EpiPen is a lifesaving treatment that gives millions of allergy sufferers a shot of medicine that can keep them from going into severe shock, including lots of school kids. Prices for EpiPen have skyrocketed over the past almost ten years by over 400 percent – going from $57 to over $600.
Clinton was quick to come out against Mylan and now has a plan to ensure that pharmaceutical companies don’t increase drug prices in the future: more government red tape and bureaucracy. She proposes creating a new consumer response team with oversight at federal agencies to police prices and means of production for drugs and intervene when they want.

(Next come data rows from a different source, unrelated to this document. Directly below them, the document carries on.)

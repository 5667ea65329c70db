use rand::rngs::StdRng;
use rand::SeedableRng;
use scc_dagpath::graph::generators::{clustered_graph, random_graph};
use scc_dagpath::graph::loader::save_file;
use scc_dagpath::graph::AdjacencyGraph;
use scc_dagpath::report::SummaryRow;
use scc_dagpath::{Pipeline, PipelineConfig};
use std::env;
use std::path::PathBuf;

// Function to run the full pipeline on a graph and report it
fn benchmark_graph(label: &str, pipeline: &Pipeline, graph: &AdjacencyGraph<i64>) -> Option<SummaryRow> {
    println!("Running pipeline on {}...", label);

    match pipeline.analyze(label, graph) {
        Ok(analysis) => {
            let reachable = analysis.shortest.as_ref().map_or(0, |r| r.reachable_count());
            let mut total = analysis.scc_metrics.clone();
            total.merge(&analysis.topo_metrics);
            total.merge(&analysis.dag_metrics);
            println!(
                "  - {} components, {} reachable from the source component, {:?} total",
                analysis.component_count(),
                reachable,
                total.elapsed()
            );
            Some(analysis.summary())
        }
        Err(err) => {
            println!("  - failed: {}", err);
            None
        }
    }
}

fn main() -> scc_dagpath::Result<()> {
    env_logger::init();

    // Optional directory to store the generated graphs as JSON datasets
    let emit_dir = env::args().nth(1).map(PathBuf::from);

    // Define graph sizes to test
    let graph_sizes = vec![1_000, 10_000, 50_000, 100_000, 200_000];

    // Edge factor: average number of edges per vertex
    let edge_factor = 2.0;

    println!("=====================================================");
    println!("Benchmark: SCC + condensation + topological sort + DAG paths");
    println!("Edge factor: {} edges per vertex (on average)", edge_factor);
    println!("=====================================================");

    let pipeline = Pipeline::new(PipelineConfig::default());
    let mut rng = StdRng::seed_from_u64(0x5cc);
    let mut results = Vec::new();

    for &size in &graph_sizes {
        println!("\nGenerating graphs with {} vertices...", size);
        let graphs = [
            (format!("random_{}", size), random_graph(size, edge_factor, 100, &mut rng)?),
            (format!("clustered_{}", size), clustered_graph(size / 10, 10, size, &mut rng)?),
        ];

        for (label, graph) in &graphs {
            if let Some(dir) = &emit_dir {
                if let Err(err) = save_file(dir.join(format!("{}.json", label)), graph) {
                    println!("  - could not save {}: {}", label, err);
                }
            }
            if let Some(row) = benchmark_graph(label, &pipeline, graph) {
                results.push(row);
            }
        }
    }

    // Print summary table
    println!("\n=====================================================");
    println!("Summary of Results");
    println!("=====================================================");
    println!(
        "{:<18} | {:<10} | {:<10} | {:<10} | {:<10} | {:<10} | {:<10}",
        "Dataset", "Vertices", "Edges", "SCCs", "SCC (ms)", "Topo (ms)", "DAG (ms)"
    );
    println!("-----------------------------------------------------");

    for row in &results {
        println!(
            "{:<18} | {:<10} | {:<10} | {:<10} | {:<10.3} | {:<10.3} | {:<10.3}",
            row.label, row.nodes, row.edges, row.components, row.scc_ms, row.topo_ms, row.dag_ms
        );
    }

    Ok(())
}
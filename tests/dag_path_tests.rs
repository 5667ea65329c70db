use rand::rngs::StdRng;
use rand::SeedableRng;
use scc_dagpath::graph::generators::random_dag;
use scc_dagpath::graph::{AdjacencyGraph, Graph};
use scc_dagpath::{DagPathSolver, Distance, Error, Instrumented, KahnTopoSort, Objective};

fn example_dag() -> AdjacencyGraph<i64> {
    AdjacencyGraph::from_edges(4, [(0, 1, 2i64), (1, 2, 3), (0, 2, 10), (2, 3, 1)]).unwrap()
}

// Reference distances by relaxing every edge n times
fn relax_all_edges(graph: &AdjacencyGraph<i64>, source: usize, objective: Objective) -> Vec<Distance<i64>> {
    let n = graph.vertex_count();
    let mut dist = vec![objective.unreached(); n];
    dist[source] = Distance::Finite(0);

    for _ in 0..n {
        for edge in graph.edges() {
            if let Distance::Finite(d) = dist[edge.from] {
                let candidate = Distance::Finite(d + edge.weight);
                if objective.improves(&candidate, &dist[edge.to]) {
                    dist[edge.to] = candidate;
                }
            }
        }
    }

    dist
}

fn path_weight(graph: &AdjacencyGraph<i64>, path: &[usize], objective: Objective) -> i64 {
    path.windows(2)
        .map(|pair| {
            let weights = graph
                .outgoing_edges(pair[0])
                .iter()
                .filter(|e| e.to == pair[1])
                .map(|e| e.weight);
            match objective {
                Objective::Shortest => weights.min().unwrap(),
                Objective::Longest => weights.max().unwrap(),
            }
        })
        .sum()
}

#[test]
fn test_dag_shortest_and_longest() {
    let dag = example_dag();
    let order = KahnTopoSort::new().run(&dag).unwrap().into_complete().unwrap();
    assert_eq!(order, vec![0, 1, 2, 3]);

    let mut solver = DagPathSolver::new();
    let shortest = solver.shortest_paths(&dag, 0, &order).unwrap();
    assert_eq!(solver.metrics().relaxations, 4);
    let longest = solver.longest_paths(&dag, 0, &order).unwrap();
    assert_eq!(solver.metrics().relaxations, 3);

    assert_eq!(shortest.distances[0], Distance::Finite(0));
    assert_eq!(shortest.distances[3], Distance::Finite(6)); // 0→1→2→3 (2+3+1)
    assert_eq!(longest.distances[3], Distance::Finite(11)); // 0→2→3 (10+1)

    assert_eq!(shortest.reconstruct_path(3), Some(vec![0, 1, 2, 3]));
    assert_eq!(longest.reconstruct_path(3), Some(vec![0, 2, 3]));
    assert_eq!(shortest.reconstruct_path(0), Some(vec![0]));
}

#[test]
fn test_unreachable_vertices_keep_sentinels() {
    let dag = AdjacencyGraph::from_edges(5, [(0, 1, 2i64), (1, 2, 3), (4, 3, 1), (4, 0, 1)]).unwrap();
    let order = KahnTopoSort::new().run(&dag).unwrap().into_complete().unwrap();

    let mut solver = DagPathSolver::new();
    let shortest = solver.shortest_paths(&dag, 0, &order).unwrap();
    let longest = solver.longest_paths(&dag, 0, &order).unwrap();

    for v in [3, 4] {
        assert_eq!(shortest.distances[v], Distance::PosInfinity);
        assert_eq!(longest.distances[v], Distance::NegInfinity);
        assert_eq!(shortest.reconstruct_path(v), None);
        assert_eq!(shortest.predecessors[v], None);
    }
    assert_eq!(shortest.reachable_count(), 3);
    assert_eq!(shortest.reconstruct_path(17), None);
    assert_eq!(shortest.distance(2).and_then(|d| d.finite()), Some(5));
}

#[test]
fn test_negative_weights() {
    let dag = AdjacencyGraph::from_edges(3, [(0, 1, -5i64), (1, 2, 3), (0, 2, -1)]).unwrap();
    let order = KahnTopoSort::new().run(&dag).unwrap().into_complete().unwrap();

    let mut solver = DagPathSolver::new();
    assert_eq!(solver.shortest_paths(&dag, 0, &order).unwrap().distances[2], Distance::Finite(-2));
    assert_eq!(solver.longest_paths(&dag, 0, &order).unwrap().distances[2], Distance::Finite(-1));
}

#[test]
fn test_matches_full_relaxation_on_random_dags() {
    for seed in 0..15 {
        let mut rng = StdRng::seed_from_u64(seed);
        let dag = random_dag(60, 2.5, 20, &mut rng).unwrap();
        let order = KahnTopoSort::new().run(&dag).unwrap().into_complete().unwrap();

        let mut solver = DagPathSolver::new();
        for objective in [Objective::Shortest, Objective::Longest] {
            let result = match objective {
                Objective::Shortest => solver.shortest_paths(&dag, 0, &order).unwrap(),
                Objective::Longest => solver.longest_paths(&dag, 0, &order).unwrap(),
            };
            assert_eq!(result.distances, relax_all_edges(&dag, 0, objective), "seed {}", seed);

            // Every reconstructed path realizes its recorded distance
            for target in 0..dag.vertex_count() {
                if let Some(path) = result.reconstruct_path(target) {
                    assert_eq!(path[0], 0);
                    assert_eq!(*path.last().unwrap(), target);
                    assert_eq!(
                        Distance::Finite(path_weight(&dag, &path, objective)),
                        result.distances[target],
                        "seed {} target {}",
                        seed,
                        target
                    );
                }
            }
        }
    }
}

#[test]
fn test_invalid_source_and_order() {
    let dag = example_dag();
    let mut solver = DagPathSolver::new();

    assert!(matches!(solver.shortest_paths(&dag, 4, &[0, 1, 2, 3]), Err(Error::SourceNotFound(4))));
    assert!(matches!(solver.longest_paths(&dag, 0, &[0, 9]), Err(Error::InvalidVertex(9))));
}

#[test]
fn test_failed_run_clears_previous_metrics() {
    let dag = example_dag();
    let mut solver = DagPathSolver::new();

    solver.shortest_paths(&dag, 0, &[0, 1, 2, 3]).unwrap();
    assert!(solver.metrics().relaxations > 0);

    assert!(matches!(solver.shortest_paths(&dag, 7, &[0, 1, 2, 3]), Err(Error::SourceNotFound(7))));
    assert_eq!(solver.metrics().counters(), [0; 5]);
    assert_eq!(solver.metrics().time_ns, 0);
}

#[test]
fn test_overflow_is_reported() {
    let dag: AdjacencyGraph<i8> = AdjacencyGraph::from_edges(3, [(0, 1, 100i8), (1, 2, 100)]).unwrap();
    let mut solver = DagPathSolver::new();

    assert!(matches!(solver.shortest_paths(&dag, 0, &[0, 1, 2]), Err(Error::WeightOverflow)));
}

#[test]
fn test_rerun_is_idempotent() {
    let mut rng = StdRng::seed_from_u64(21);
    let dag = random_dag(100, 3.0, 10, &mut rng).unwrap();
    let order = KahnTopoSort::new().run(&dag).unwrap().into_complete().unwrap();

    let mut solver = DagPathSolver::new();
    let first = solver.longest_paths(&dag, 0, &order).unwrap();
    let counters = solver.metrics().counters();

    assert_eq!(DagPathSolver::new().longest_paths(&dag, 0, &order).unwrap(), first);
    assert_eq!(solver.longest_paths(&dag, 0, &order).unwrap(), first);
    assert_eq!(solver.metrics().counters(), counters);
}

The new regulators would have enforcement tools to intervene in making alternative treatments available, expand importation of alternatives from developed countries such as Canada, and to penalize companies who increase prices with fines.
Unwilling to waste a crisis, Clinton is also using this opportunity to plug her plan to lower prescription drugs as well. As Time reports, she thinks this will stop the greedy companies do it:
“Over the past year, we’ve seen far too many examples of drug companies raising prices excessively for long-standing, life-saving treatments with little or no new innovation or R&D,” Clinton said in a statement released by her campaign.
“This is not an isolated problem,” the statement read. “Between 2008 and 2015, drug makers increased the prices of almost 400 generic drugs by over 1,000 percent. Many of these companies are an example of a troubling trend — manufacturers that do not even develop the drug themselves, but acquire it and raise the price.”
Why do policymakers think that solving the problems of big government require more big government. Like solving social problems with more money.
We reiterate that the monopoly situation Mylan enjoyed was largely created because of Washington. Big business and big government worked together to limit competition and supply while boosting demand. The FDA has been slow to approve alternatives and the Obama Administration working with Congress created a cozy deal to supply school with EpiPens.
Getting the FDA moving along in approving alternatives is a welcome move, but that is already being done by various congressional committees as we reported.
Importing drugs from other countries is a quick way to expand the supply that should be on the FDA’s radar already. Perhaps this attention will turn up the heat on them, rather than prodding from a new swat team.
The most questionable solution though is fining companies. How do you fine companies for price increases? How do you determines who deserves the penalty? What is the right penalty? It’s both unworkable, subjective and patently unfair. It’s easy to create a scenario where abuse can occur.
Sky-high pricing hits us hard whether for medicine or Uber rides. They are both signals that the supply of a desired good or service is limited. At least, with Uber, more drivers are lured onto the roads when they know they receive more for the rides they give. Eventually, enough drivers fill the demand and prices return to normal. However, because of Washington red tape and policies, the ability for competition to lower prices on medicine is not so easily adjusted. That’s a result of market interference, not a call for more intervention.
There’s plenty of blame to go around, but Clinton is only proposing that we drop the hammer on Mylan. That misses the point about cronyism in Washington and asking those in the system to fix a broken system is an exercise in futility.